On peut surtout espérer que la politique gouvernementale qui a dépensé, entre 2006 et 2022, près de 193 milliards d’euros pour encourager la natalité en chute, commence à porter quelques fruits. Allocations, congé parental… beaucoup d’initiatives ont été prises pour tenter de réduire le coût des naissances et de l’éducation des enfants ou pour promouvoir un regain d’intérêt pour le mariage. Un programme a même été lancé dernièrement pour faciliter l’arrivée des nounous étrangères dans le pays : il prévoirait, d’après Bloomberg, de faire venir 1.200 baby-sitters en Corée du Sud d’ici mi-2025, pour s’occuper des enfants afin que les mamans puissent maintenir leur engagement professionnel…

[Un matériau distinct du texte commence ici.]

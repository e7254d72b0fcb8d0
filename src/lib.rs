// src/lib.rs
//
// Décimales de π — bibliothèque (noyau seul, sans UI).
// Le binaire (src/main.rs) ajoute la ligne de commande et la vue eframe.

pub mod noyau;

pub use noyau::{generer, ChiffresPi};
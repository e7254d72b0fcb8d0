//! Noyau π : virgule fixe exacte, limbes base 10000
//!
//! Organisation interne :
//! - limbes.rs        : tableau de limbes + division longue mot par mot
//! - series.rs        : atan(1/10), atan(1/239), atan(1/515) + curseur monotone
//! - normalisation.rs : retenues / emprunts (un passage)
//! - chiffres.rs      : limbes -> chiffres (un par case, par paires, texte)
//! - pi.rs            : point d’entrée `generer` + état `ChiffresPi`
//! - verif.rs         : référence BigInt indépendante (contrôle croisé)
//! - erreur.rs        : taxonomie d’erreurs

pub mod chiffres;
pub mod erreur;
pub mod limbes;
pub mod normalisation;
pub mod pi;
pub mod series;
pub mod verif;

#[cfg(test)]
mod tests_scientifiques;

// API publique minimale
pub use chiffres::{depaqueter, format_paires};
pub use erreur::ErreurPi;
pub use pi::{generer, lire_nb_chiffres, ChiffresPi};
pub use verif::controle_croise;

Quant aux entreprises, le vice-président a réclamé à nouveau leur participation à l’effort collectif dans cette revitalisation démographique nécessaire, en mettant en œuvre des politiques plus favorables à la famille, faute de se retrouver bientôt sans suffisamment de jeunes travailleurs pour fonctionner. Le patron du gros groupe de construction Booyoung l’a bien compris en proposant au début de cette année le versement d’une prime de 70.000 € à chaque employé qui devient parent.

 

Les féministes sud-coréennes du 4B réussissent à séduire des Américaines

Mais si l’argent est une aide, il n’est pas la condition sine qua non, quoique les difficultés économiques restent un obstacle. Les modèles d’éducation, de travail, de famille, dissuadent depuis longtemps les jeunes Sud-Coréens d’avoir des enfants. Les femmes, en particulier, freinent à l’idée de fonder une famille en raison de l’adaptation que devront subir leurs carrières, dans un pays où la réussite individuelle est portée aux nues et où les tensions entre hommes et femmes dans le monde de l’emploi sont encore grandes.

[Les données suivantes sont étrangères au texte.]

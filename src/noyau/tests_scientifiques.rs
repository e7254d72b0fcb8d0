//! Tests scientifiques (campagne) : propriétés observables du moteur π.
//!
//! But : vérifier les invariants sans faire chauffer la machine.
//! - budget temps global
//! - tailles bornées (≤ 1000 chiffres)
//! - contrôle boîte blanche des limbes normalisés
//! - point de Feynman (décimales 762–767, six 9) couvert par les tailles ≤ 1000

use std::time::{Duration, Instant};

use super::chiffres::depaqueter;
use super::limbes::BASE;
use super::pi::generer;
use super::verif::{controle_croise, pi_reference};
use super::ErreurPi;

fn chiffres(n: usize) -> Vec<u8> {
    generer(n)
        .unwrap_or_else(|e| panic!("generer({n}) err={e}"))
        .un_par_case()
}

/// Budget global anti-gel (scientifique + safe).
fn budget(start: Instant, max: Duration) {
    if start.elapsed() > max {
        panic!("budget temps dépassé: {:?}", max);
    }
}

/* ------------------------ Valeurs connues ------------------------ */

#[test]
fn sci_debut_1000_chiffres() {
    let d = chiffres(1000);
    assert_eq!(d.len(), 1000);
    assert_eq!(&d[..15], &[3, 1, 4, 1, 5, 9, 2, 6, 5, 3, 5, 8, 9, 7, 9]);
}

#[test]
fn sci_texte_50() {
    let pi = generer(50).expect("generer");
    assert_eq!(
        pi.texte(),
        "3.1415926535897932384626433832795028841971693993751"
    );
}

#[test]
fn sci_limite_un_chiffre() {
    assert_eq!(chiffres(1), vec![3]);
}

#[test]
fn sci_zero_rejete() {
    assert!(matches!(generer(0), Err(ErreurPi::NbChiffresNul)));
}

/* ------------------------ Propriétés ------------------------ */

#[test]
fn sci_paires_depaquetees() {
    for n in [1, 2, 3, 4, 5, 17, 64, 99, 250] {
        let pi = generer(n).expect("generer");
        let paires = pi.par_paires();
        assert_eq!(paires.len(), n.div_ceil(2), "n={n}");
        assert!(paires.iter().all(|&c| c < 100), "n={n}");
        assert_eq!(depaqueter(&paires, n), pi.un_par_case(), "n={n}");
    }
}

#[test]
fn sci_idempotence() {
    let pi = generer(123).expect("generer");
    assert_eq!(pi.un_par_case(), pi.un_par_case());
    assert_eq!(pi.par_paires(), pi.par_paires());
}

#[test]
fn sci_prefixe_monotone() {
    let long = chiffres(600);
    for n in [1, 2, 5, 10, 33, 100, 257, 599] {
        assert_eq!(&long[..n], chiffres(n).as_slice(), "n={n}");
    }
}

#[test]
fn sci_limbes_normalises() {
    for n in [4, 5, 8, 13, 100, 1000] {
        let pi = generer(n).expect("generer");
        let l = pi.limbes();
        assert_eq!(l[0], 31, "n={n}");
        for (i, &m) in l.mots().iter().enumerate() {
            assert!((0..BASE).contains(&m), "n={n} mot {i} = {m}");
        }
    }
}

/* ------------------------ Référence BigInt ------------------------ */

#[test]
fn sci_reference_petites_tailles() {
    let t0 = Instant::now();
    let reference = pi_reference(200).expect("reference");
    for n in 1..=200 {
        assert_eq!(chiffres(n), &reference[..n], "n={n}");
        budget(t0, Duration::from_secs(20));
    }
}

#[test]
fn sci_feynman() {
    // les bornes de mots tombent au milieu du bloc 999999
    for n in 760..=770 {
        let pi = generer(n).expect("generer");
        assert_eq!(controle_croise(&pi), Ok(()), "n={n}");
    }
}

#[test]
fn sci_controle_croise_1000() {
    let pi = generer(1000).expect("generer");
    assert_eq!(controle_croise(&pi), Ok(()));
}
// ── Block ───────────────────────────────────────────────────────────────────

/// A 4096-byte buffer. The owning slot's context determines whether it holds
/// raw file bytes, `N` child-indirection indices, a symlink target, or an
/// xattr region.
#[derive(Clone)]
pub struct Block {
    bytes: [u8; BLOCK_SIZE],
}

impl Block {
    /// An all-zero block (file data / symlink target / xattr region).
    #[must_use]
    pub fn zeroed() -> Self {
        Self {
            bytes: [0_u8; BLOCK_SIZE],
        }
    }

    /// A block whose `N` indices are all [`INVALID_INDEX`].
    #[must_use]
    pub fn invalid_indices() -> Self {
        Self {
            bytes: [0xFF_u8; BLOCK_SIZE],
        }
    }

    #[must_use]
    pub fn as_bytes(&self) -> &[u8; BLOCK_SIZE] {
        &self.bytes
    }

    pub fn as_bytes_mut(&mut self) -> &mut [u8; BLOCK_SIZE] {
        &mut self.bytes
    }

    /// Read child index `i` (little-endian).
    #[must_use]
    pub fn index_at(&self, i: usize) -> u64 {
        get_u64(&self.bytes, i * 8)
    }

    /// Write child index `i` (little-endian).
    pub fn set_index(&mut self, i: usize, v: u64) {
        put_u64(&mut self.bytes, i * 8, v);
    }

    /// Whether every child index is [`INVALID_INDEX`]. An indirection block
    /// in this state is dead and must be removed.
    #[must_use]
    pub fn all_indices_invalid(&self) -> bool {
        self.bytes.iter().all(|b| *b == 0xFF)
    }

    /// Zero the byte range `[from, to)`.
    pub fn zero_range(&mut self, from: usize, to: usize) {
        self.bytes[from..to].fill(0);
    }
}

impl Default for Block {
    fn default() -> Self {
        Self::zeroed()
    }
}

impl PartialEq for Block {
    fn eq(&self, other: &Self) -> bool {
        self.bytes[..] == other.bytes[..]
    }
}

impl Eq for Block {}

impl fmt::Debug for Block {
    fn fmt(&self, f: &mut fmt::Formatter<'_>) -> fmt::Result {
        let nonzero = self.bytes.iter().filter(|b| **b != 0).count();
        write!(f, "Block {{ nonzero_bytes: {nonzero} }}")
    }
}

Il y est même monté, depuis une dizaine d’années, un féminisme radical d’extrême gauche illustré par le mouvement 4B qui évoque les quatre mots coréens bihon, bichulsan, biyeonae et bisekseu, qui se traduisent par : pas de mariage, pas de naissance, pas de fréquentation ni de relations sexuelles avec des hommes.

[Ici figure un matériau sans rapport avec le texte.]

#![forbid(unsafe_code)]
//! Slot allocation bitmaps.
//!
//! A [`Bitmap`] tracks which fixed-size slots of a companion entity
//! container are live: bit `i` is 1 iff chunk `i` is allocated. The bitmap
//! is itself persisted in a dedicated [`Container`] whose chunk size is
//! 8 bytes (one `u64` holds 64 bits).
//!
//! Exactly one 64-bit chunk is cached at any time. All access goes through
//! that cache; switching chunks syncs the old one first. A
//! `first_zero_candidate` cursor makes allocation scans start where the
//! previous one left off instead of at bit 0.

use hexfs_error::{Emergency, EmergencyKind, HexfsError, Result};
use hexfs_store::Container;
use std::sync::Arc;
use tracing::error;

const BITS_PER_CHUNK: u64 = 64;
const NO_CHUNK: u64 = u64::MAX;

fn chunk_of(index: u64) -> u64 {
    index / BITS_PER_CHUNK
}

fn bit_of(index: u64) -> u64 {
    index % BITS_PER_CHUNK
}

/// A persistent bitmap over a dedicated 8-byte-chunk container.
#[derive(Debug)]
pub struct Bitmap {
    store: Container,
    emergency: Arc<Emergency>,
    chunks_in_store: u64,
    current: u64,
    current_index: u64,
    modified: bool,
    first_zero_candidate: u64,
}

impl Bitmap {
    /// Wrap `store` (its chunk size is forced to 8 bytes) and load the
    /// first bit chunk, creating it if the container is empty.
    pub fn new(mut store: Container, emergency: Arc<Emergency>) -> Result<Self> {
        store.set_chunk_size(8);
        let mut bitmap = Self {
            store,
            emergency,
            chunks_in_store: 0,
            current: 0,
            current_index: NO_CHUNK,
            modified: false,
            first_zero_candidate: 0,
        };
        bitmap.chunks_in_store = bitmap.store.size()?;
        if bitmap.chunks_in_store == 0 {
            bitmap.current = 0;
            bitmap.chunks_in_store = 1;
            bitmap.store.set_size(1)?;
        } else {
            bitmap.current = bitmap.read_chunk(0)?;
        }
        bitmap.current_index = 0;
        Ok(bitmap)
    }

    fn read_chunk(&self, chunk_index: u64) -> Result<u64> {
        let mut buf = [0_u8; 8];
        self.store.read(chunk_index, 1, &mut buf)?;
        Ok(u64::from_le_bytes(buf))
    }

    fn write_chunk(&self, chunk_index: u64, value: u64) -> Result<()> {
        self.store.write(chunk_index, 1, &value.to_le_bytes())
    }

    /// Make `chunk_index` the cached chunk, syncing the old one first.
    /// Chunks beyond the stored tail materialize as zero.
    fn switch_to_chunk(&mut self, chunk_index: u64) -> Result<()> {
        if chunk_index == self.current_index {
            return Ok(());
        }
        self.sync()?;
        if chunk_index >= self.chunks_in_store {
            self.current = 0;
            self.chunks_in_store = chunk_index + 1;
            self.store.set_size(self.chunks_in_store)?;
        } else {
            self.current = self.read_chunk(chunk_index)?;
        }
        self.current_index = chunk_index;
        Ok(())
    }

    /// The lowest index whose bit is 0.
    ///
    /// Scans forward from the candidate cursor one chunk at a time; inside a
    /// chunk the first zero is the number of trailing ones, i.e. the
    /// trailing zeros of the complement.
    pub fn first_zero(&mut self) -> Result<u64> {
        let mut chunk_index = chunk_of(self.first_zero_candidate);
        let bit_index = loop {
            self.switch_to_chunk(chunk_index)?;
            if self.current != u64::MAX {
                break u64::from((!self.current).trailing_zeros());
            }
            chunk_index += 1;
        };
        self.first_zero_candidate = chunk_index * BITS_PER_CHUNK + bit_index;
        Ok(self.first_zero_candidate)
    }

    /// Set or clear bit `index`, maintaining the allocation cursor: a clear
    /// below the candidate lowers it, a set at the candidate advances it.
    pub fn set(&mut self, index: u64, value: bool) -> Result<()> {
        self.switch_to_chunk(chunk_of(index))?;
        let previous = self.current;
        let mask = 1_u64 << bit_of(index);
        if value {
            self.current |= mask;
            if index == self.first_zero_candidate {
                self.first_zero_candidate += 1;
            }
        } else {
            self.current &= !mask;
            if index < self.first_zero_candidate {
                self.first_zero_candidate = index;
            }
        }
        self.modified |= previous != self.current;
        Ok(())
    }

    pub fn set_one(&mut self, index: u64) -> Result<()> {
        self.set(index, true)
    }

    pub fn set_zero(&mut self, index: u64) -> Result<()> {
        self.set(index, false)
    }

    /// Read bit `index` through the chunk cache.
    pub fn get(&mut self, index: u64) -> Result<bool> {
        self.switch_to_chunk(chunk_of(index))?;
        Ok(self.current & (1_u64 << bit_of(index)) != 0)
    }

    /// Read bit `index` without disturbing the chunk cache. Bits beyond the
    /// stored tail are 0. Used by shared-lock read paths that must not
    /// mutate allocator state.
    pub fn peek(&self, index: u64) -> Result<bool> {
        let chunk_index = chunk_of(index);
        let chunk = if chunk_index == self.current_index {
            self.current
        } else if chunk_index >= self.chunks_in_store {
            0
        } else {
            self.read_chunk(chunk_index)?
        };
        Ok(chunk & (1_u64 << bit_of(index)) != 0)
    }

    /// Write the cached chunk back if dirty, then trim trailing all-zero
    /// chunks off the container tail, always leaving at least one chunk.
    pub fn sync(&mut self) -> Result<()> {
        if self.current_index >= self.chunks_in_store {
            error!(
                chunk = self.current_index,
                stored = self.chunks_in_store,
                "bitmap cache points outside the container"
            );
            self.emergency.raise(EmergencyKind::Bug);
            return Err(HexfsError::Unrecoverable);
        }

        if self.modified {
            self.write_chunk(self.current_index, self.current)?;
            self.modified = false;
        }

        if self.current == 0 && self.current_index + 1 == self.chunks_in_store {
            let mut new_len = self.current_index.max(1);
            while new_len > 1 {
                if self.read_chunk(new_len - 1)? != 0 {
                    break;
                }
                new_len -= 1;
            }
            if new_len != self.chunks_in_store {
                self.store.set_size(new_len)?;
                self.chunks_in_store = new_len;
                self.current_index = new_len - 1;
                self.current = self.read_chunk(self.current_index)?;
            }
        }

        Ok(())
    }

    /// Bytes occupied by the bitmap container.
    #[must_use]
    pub fn storage_size_in_bytes(&self) -> u64 {
        self.chunks_in_store * 8
    }

    /// Transfer counters of the backing container: (chunks in, chunks out).
    #[must_use]
    pub fn transfer_counts(&self) -> (u64, u64) {
        (self.store.chunks_in(), self.store.chunks_out())
    }

    /// Finalize the backing container (mmap backends restore their on-disk
    /// size). Call after the last `sync`.
    pub fn close(&self) -> Result<()> {
        self.store.close()
    }
}

// ── Tests ───────────────────────────────────────────────────────────────────

#[cfg(test)]
mod tests {
    use super::*;

    fn fresh() -> Bitmap {
        Bitmap::new(Container::memory(), Arc::new(Emergency::new())).expect("bitmap")
    }

    #[test]
    fn empty_bitmap_allocates_from_zero() {
        let mut bitmap = fresh();
        assert_eq!(bitmap.first_zero().expect("first_zero"), 0);
        bitmap.set_one(0).expect("set");
        assert_eq!(bitmap.first_zero().expect("first_zero"), 1);
    }

    #[test]
    fn set_and_get_round_trip() {
        let mut bitmap = fresh();
        for index in [0_u64, 1, 63, 64, 65, 1000] {
            assert!(!bitmap.get(index).expect("get"));
            bitmap.set_one(index).expect("set");
            assert!(bitmap.get(index).expect("get"));
        }
        bitmap.set_zero(64).expect("clear");
        assert!(!bitmap.get(64).expect("get"));
        assert!(bitmap.get(65).expect("get"));
    }

    #[test]
    fn candidate_lowers_on_clear_below() {
        let mut bitmap = fresh();
        for index in 0..10 {
            bitmap.set_one(index).expect("set");
        }
        assert_eq!(bitmap.first_zero().expect("first_zero"), 10);
        bitmap.set_zero(3).expect("clear");
        assert_eq!(bitmap.first_zero().expect("first_zero"), 3);
        bitmap.set_one(3).expect("set");
        assert_eq!(bitmap.first_zero().expect("first_zero"), 10);
    }

    #[test]
    fn first_zero_crosses_full_chunks() {
        let mut bitmap = fresh();
        for index in 0..130 {
            bitmap.set_one(index).expect("set");
        }
        assert_eq!(bitmap.first_zero().expect("first_zero"), 130);
    }

    #[test]
    fn peek_does_not_move_the_cache() {
        let mut bitmap = fresh();
        bitmap.set_one(0).expect("set");
        bitmap.set_one(200).expect("set far"); // cache is now on chunk 3
        bitmap.sync().expect("sync");
        assert!(bitmap.peek(0).expect("peek"));
        assert!(!bitmap.peek(1).expect("peek"));
        assert!(bitmap.peek(200).expect("peek"));
        // Way past the tail: implicitly free.
        assert!(!bitmap.peek(1 << 20).expect("peek"));
    }

    #[test]
    fn sync_trims_trailing_zero_chunks() {
        let mut bitmap = fresh();
        bitmap.set_one(5 * 64).expect("set"); // grows to 6 chunks
        bitmap.sync().expect("sync");
        assert_eq!(bitmap.storage_size_in_bytes(), 6 * 8);

        bitmap.set_zero(5 * 64).expect("clear");
        bitmap.sync().expect("sync");
        // All chunks empty: one chunk remains.
        assert_eq!(bitmap.storage_size_in_bytes(), 8);
        assert_eq!(bitmap.first_zero().expect("first_zero"), 0);
    }

    #[test]
    fn sync_trim_stops_at_live_chunk() {
        let mut bitmap = fresh();
        bitmap.set_one(70).expect("set"); // chunk 1
        bitmap.set_one(300).expect("set"); // chunk 4
        bitmap.set_zero(300).expect("clear");
        bitmap.sync().expect("sync");
        assert_eq!(bitmap.storage_size_in_bytes(), 2 * 8);
        assert!(bitmap.get(70).expect("get"));
    }

    #[test]
    fn state_survives_reopen_on_file_container() {
        let dir = tempfile::tempdir().expect("tempdir");
        let path = dir.path().join("map.6fs");
        let emergency = Arc::new(Emergency::new());

        let mut bitmap =
            Bitmap::new(Container::file(&path).expect("open"), Arc::clone(&emergency))
                .expect("bitmap");
        bitmap.set_one(2).expect("set");
        bitmap.set_one(64).expect("set");
        bitmap.sync().expect("sync");
        drop(bitmap);

        let mut reopened =
            Bitmap::new(Container::file(&path).expect("reopen"), emergency).expect("bitmap");
        assert!(reopened.get(2).expect("get"));
        assert!(!reopened.get(3).expect("get"));
        assert!(reopened.get(64).expect("get"));
        assert_eq!(reopened.first_zero().expect("first_zero"), 0);
    }
}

Comme le note le site en ligne Breitbart, le nombre de femmes qui se déclarent elles-mêmes adhérentes du 4B n’est peut-être pas important, mais elles ont un impact démesuré sur la culture sud-coréenne, qui est peuplée de jeunes confus et mécontents. Certains observateurs pensent même que la montée du 4B a exacerbé la crise démographique en retirant les jeunes femmes du « marché » de la rencontre et de la nuptialité, tandis que d’autres y voient une réponse à l’effondrement démographique, les femmes estimant qu’elles sont injustement tenues pour responsables de la disparition de la prochaine génération.

Quoiqu’il en soit, il est un signe de la décrépitude avancée d’une société gangrenée, au bout de son modèle social et culturel. CNN a récemment affirmé qu’il y avait eu un regain d’intérêt pour le 4B parmi les « jeunes femmes libérales sur TikTok et Instagram » après l’élection de Donald Trump ! S’il est peu probable que le mouvement 4B devienne courant aux États-Unis, le fait qu’un mouvement si extrémiste suscite de l’intérêt outre Atlantique est instructif.

Breitbart évoque, dans son article, Aristophane et sa célèbre comédie Lysistrata… Mais les femmes y faisaient la grève du ventre, contraintes et forcées, pour obtenir gain de cause – à savoir la paix. Avec 4B, il s’agit d’une évolution fondamentale qui se met en travers de la vérité biologique, de la réalité humaine.